■ Exercise description ■
Reproduce precisely the lines of the listing below, starting with the line that contains "attribute lookups served so far." and stopping after the line that contains "pub fn set_unavailable(&self, unavailable: bool)"; include nothing else.

■ Data provided ■
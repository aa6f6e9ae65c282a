//! Per-run results and summary.

use serde::Serialize;

use mailrun_common::types::{DispatchMode, DispatchOutcome};

/// What happened to one dispatched row.
#[derive(Debug, Clone, PartialEq, Eq, Serialize)]
pub struct RowResult {
    pub sequence_id: String,
    pub group_name: String,
    pub to: String,
    /// Rendered subject; `None` when rendering failed
    pub subject: Option<String>,
    pub outcome: DispatchOutcome,
}

/// A recipient address found in more than one row's `to`.
#[derive(Debug, Clone, PartialEq, Eq, Serialize)]
pub struct AmbiguousRecipient {
    pub address: String,
    /// Matching rows' identities in directory order; the first one is used
    pub sequence_ids: Vec<String>,
}

impl std::fmt::Display for AmbiguousRecipient {
    fn fmt(&self, f: &mut std::fmt::Formatter<'_>) -> std::fmt::Result {
        write!(f, "{} -> {}", self.address, self.sequence_ids.join(", "))
    }
}

/// Outcome of one batch run.
#[derive(Debug, Clone, PartialEq, Eq, Serialize)]
pub struct RunReport {
    pub mode: DispatchMode,
    /// Whether sent messages were being archived
    pub archiving: bool,
    pub results: Vec<RowResult>,
    /// Recipient resend only: addresses that matched no row
    pub unmatched: Vec<String>,
    /// Recipient resend only: addresses that matched several rows
    pub ambiguous: Vec<AmbiguousRecipient>,
    /// The run stopped before every row was attempted
    pub cancelled: bool,
}

impl RunReport {
    pub fn new(mode: DispatchMode, archiving: bool) -> Self {
        Self {
            mode,
            archiving,
            results: Vec::new(),
            unmatched: Vec::new(),
            ambiguous: Vec::new(),
            cancelled: false,
        }
    }

    pub fn total(&self) -> usize {
        self.results.len()
    }

    pub fn succeeded(&self) -> usize {
        self.results.iter().filter(|r| r.outcome.is_success()).count()
    }

    pub fn archived(&self) -> usize {
        self.results
            .iter()
            .filter(|r| r.outcome.archived_path().is_some())
            .count()
    }

    pub fn failed(&self) -> usize {
        self.total() - self.succeeded()
    }

    pub fn failures(&self) -> impl Iterator<Item = &RowResult> {
        self.results.iter().filter(|r| !r.outcome.is_success())
    }

    /// One-line summary. Archive counts are only shown for archiving send runs.
    pub fn summary(&self) -> String {
        let mut line = format!(
            "Processed {} rows: {} succeeded",
            self.total(),
            self.succeeded()
        );
        if self.mode == DispatchMode::Send && self.archiving {
            line.push_str(&format!(", {} archived", self.archived()));
        }
        line.push_str(&format!(", {} failed", self.failed()));
        if self.cancelled {
            line.push_str(" (cancelled)");
        }
        line
    }
}

impl std::fmt::Display for RunReport {
    fn fmt(&self, f: &mut std::fmt::Formatter<'_>) -> std::fmt::Result {
        writeln!(f, "{}", self.summary())?;
        for failure in self.failures() {
            writeln!(
                f,
                "  [{}] {}: {}",
                failure.sequence_id, failure.group_name, failure.outcome
            )?;
        }
        if !self.unmatched.is_empty() {
            writeln!(f, "Unmatched recipients: {}", self.unmatched.join(", "))?;
        }
        for ambiguous in &self.ambiguous {
            writeln!(f, "Ambiguous recipient: {} (first row used)", ambiguous)?;
        }
        Ok(())
    }
}

#[cfg(test)]
mod tests {
    use super::*;
    use std::path::PathBuf;

    fn row(id: &str, outcome: DispatchOutcome) -> RowResult {
        RowResult {
            sequence_id: id.to_string(),
            group_name: format!("Group {}", id),
            to: "a@x.com".into(),
            subject: Some("s".into()),
            outcome,
        }
    }

    #[test]
    fn test_counts() {
        let mut report = RunReport::new(DispatchMode::Send, true);
        report.results = vec![
            row("1", DispatchOutcome::SentAndArchived(PathBuf::from("a.msg"))),
            row("2", DispatchOutcome::Sent),
            row("3", DispatchOutcome::Failed("rejected".into())),
        ];
        assert_eq!(report.total(), 3);
        assert_eq!(report.succeeded(), 2);
        assert_eq!(report.archived(), 1);
        assert_eq!(report.failed(), 1);
        assert_eq!(report.failures().next().unwrap().sequence_id, "3");
        assert_eq!(
            report.summary(),
            "Processed 3 rows: 2 succeeded, 1 archived, 1 failed"
        );
    }

    #[test]
    fn test_draft_summary_omits_archive_count() {
        let mut report = RunReport::new(DispatchMode::Draft, true);
        report.results = vec![row("1", DispatchOutcome::Drafted)];
        assert_eq!(report.summary(), "Processed 1 rows: 1 succeeded, 0 failed");
    }

    #[test]
    fn test_display_lists_failures_and_recipients() {
        let mut report = RunReport::new(DispatchMode::Send, true);
        report.results = vec![row("7", DispatchOutcome::Failed("rejected".into()))];
        report.unmatched = vec!["ghost@x.com".into()];
        report.ambiguous = vec![AmbiguousRecipient {
            address: "shared@x.com".into(),
            sequence_ids: vec!["1".into(), "3".into()],
        }];

        let text = report.to_string();
        assert!(text.contains("[7] Group 7: Failed: rejected"));
        assert!(text.contains("Unmatched recipients: ghost@x.com"));
        assert!(text.contains("shared@x.com -> 1, 3"));
    }
}
//! IDCACHE Storage - Read-Through Identity Cache
//!
//! Caches records by primary key (blobs) and by declared unique attribute
//! tuples (indexes) in front of a backing record store. The backing store
//! and the cache transport are both external collaborators; this crate owns
//! key derivation, negative caching, population and invalidation.

pub mod cache;

// Re-export cache types for integration
pub use cache::{
    BlobCache, CacheEntry, CacheStats, CacheTransport, CacheableEntity, FetchEvent,
    FetchInstrumentation, IdentityCache, InMemoryTransport, IndexCache, KeyGenerator,
    LmdbTransport, LmdbTransportError, TransportAdapter, CACHED_NIL, FETCH_EVENT,
};

use async_trait::async_trait;
use idcache_core::{AttrValue, IdCacheResult, PrimaryKey, StoreError};
use std::collections::HashMap;
use std::marker::PhantomData;
use std::sync::atomic::{AtomicBool, AtomicU64, Ordering};
use std::sync::RwLock;

// ============================================================================
// RECORD STORE TRAIT
// ============================================================================

/// Backing store queries the cache issues on a miss.
///
/// Implementations must only return committed state. Errors propagate to
/// the caller unchanged.
#[async_trait]
pub trait RecordStore<T: CacheableEntity>: Send + Sync {
    /// Find a record by primary key.
    async fn find_by_primary_key(&self, key: &PrimaryKey) -> IdCacheResult<Option<T>>;

    /// Find the primary key of the record whose `attributes` equal `values`.
    ///
    /// Equivalent to `SELECT pk WHERE a = ? AND b = ? LIMIT 1`.
    async fn find_primary_key_by_attributes(
        &self,
        attributes: &[String],
        values: &[AttrValue],
    ) -> IdCacheResult<Option<PrimaryKey>>;

    /// Find several records by primary key. Missing keys are skipped.
    async fn find_by_primary_keys(&self, keys: &[PrimaryKey]) -> IdCacheResult<Vec<T>> {
        let mut records = Vec::with_capacity(keys.len());
        for key in keys {
            if let Some(record) = self.find_by_primary_key(key).await? {
                records.push(record);
            }
        }
        Ok(records)
    }
}

// ============================================================================
// MOCK STORE
// ============================================================================

/// In-memory record store for testing.
///
/// Counts every query so tests can assert how often the cache went to the
/// store.
#[derive(Debug)]
pub struct MockRecordStore<T: CacheableEntity> {
    entity_type: String,
    records: RwLock<HashMap<PrimaryKey, T>>,
    primary_key_queries: AtomicU64,
    attribute_queries: AtomicU64,
    unavailable: AtomicBool,
    _entity: PhantomData<fn() -> T>,
}

impl<T: CacheableEntity> MockRecordStore<T> {
    /// Create an empty mock store for `entity_type`.
    pub fn new(entity_type: impl Into<String>) -> Self {
        Self {
            entity_type: entity_type.into(),
            records: RwLock::new(HashMap::new()),
            primary_key_queries: AtomicU64::new(0),
            attribute_queries: AtomicU64::new(0),
            unavailable: AtomicBool::new(false),
            _entity: PhantomData,
        }
    }

    /// Insert or replace a record.
    pub fn insert(&self, record: T) -> IdCacheResult<()> {
        let mut records = self.records.write().map_err(|_| self.poisoned())?;
        records.insert(record.primary_key(), record);
        Ok(())
    }

    /// Remove a record, returning it if present.
    pub fn remove(&self, key: &PrimaryKey) -> IdCacheResult<Option<T>> {
        let mut records = self.records.write().map_err(|_| self.poisoned())?;
        Ok(records.remove(key))
    }

    /// Get count of stored records.
    pub fn record_count(&self) -> usize {
        self.records.read().map(|r| r.len()).unwrap_or(0)
    }

    /// Number of primary key lookups served so far.
    pub fn primary_key_queries(&self) -> u64 {
        self.primary_key_queries.load(Ordering::SeqCst)
    }

    /// Number of attribute lookups served so far.
    pub fn attribute_queries(&self) -> u64 {
        self.attribute_queries.load(Ordering::SeqCst)
    }

    /// Total queries of any kind.
    pub fn total_queries(&self) -> u64 {
        self.primary_key_queries() + self.attribute_queries()
    }

    pub fn reset_counters(&self) {
        self.primary_key_queries.store(0, Ordering::SeqCst);
        self.attribute_queries.store(0, Ordering::SeqCst);
    }

    /// Make every subsequent query fail with `StoreError::Unavailable`.
    pub fn set_unavailable(&self, unavailable: bool) {
        self.unavailable.store(unavailable, Ordering::SeqCst);
    }

    fn check_available(&self) -> IdCacheResult<()> {
        if self.unavailable.load(Ordering::SeqCst) {
            return Err(StoreError::Unavailable {
                reason: format!("{} store is down", self.entity_type),
            }
            .into());
        }
        Ok(())
    }

    fn poisoned(&self) -> StoreError {
        StoreError::QueryFailed {
            entity_type: self.entity_type.clone(),
            reason: "lock poisoned".to_string(),
        }
    }
}

#[async_trait]
impl<T: CacheableEntity> RecordStore<T> for MockRecordStore<T> {
    async fn find_by_primary_key(&self, key: &PrimaryKey) -> IdCacheResult<Option<T>> {
        self.primary_key_queries.fetch_add(1, Ordering::SeqCst);
        self.check_available()?;
        let records = self.records.read().map_err(|_| self.poisoned())?;
        Ok(records.get(key).cloned())
    }

    async fn find_primary_key_by_attributes(
        &self,
        attributes: &[String],
        values: &[AttrValue],
    ) -> IdCacheResult<Option<PrimaryKey>> {
        self.attribute_queries.fetch_add(1, Ordering::SeqCst);
        self.check_available()?;
        let records = self.records.read().map_err(|_| self.poisoned())?;
        let mut matches: Vec<PrimaryKey> = records
            .values()
            .filter(|record| {
                attributes
                    .iter()
                    .zip(values)
                    .all(|(name, value)| record.attribute(name).as_ref() == Some(value))
            })
            .map(|record| record.primary_key())
            .collect();
        // LIMIT 1 with a stable pick
        matches.sort();
        Ok(matches.into_iter().next())
    }
}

■ Answer below ■
    /// Number of attribute lookups served so far.
    pub fn attribute_queries(&self) -> u64 {
        self.attribute_queries.load(Ordering::SeqCst)
    }

    /// Total queries of any kind.
    pub fn total_queries(&self) -> u64 {
        self.primary_key_queries() + self.attribute_queries()
    }

    pub fn reset_counters(&self) {
        self.primary_key_queries.store(0, Ordering::SeqCst);
        self.attribute_queries.store(0, Ordering::SeqCst);
    }

    /// Make every subsequent query fail with `StoreError::Unavailable`.
    pub fn set_unavailable(&self, unavailable: bool) {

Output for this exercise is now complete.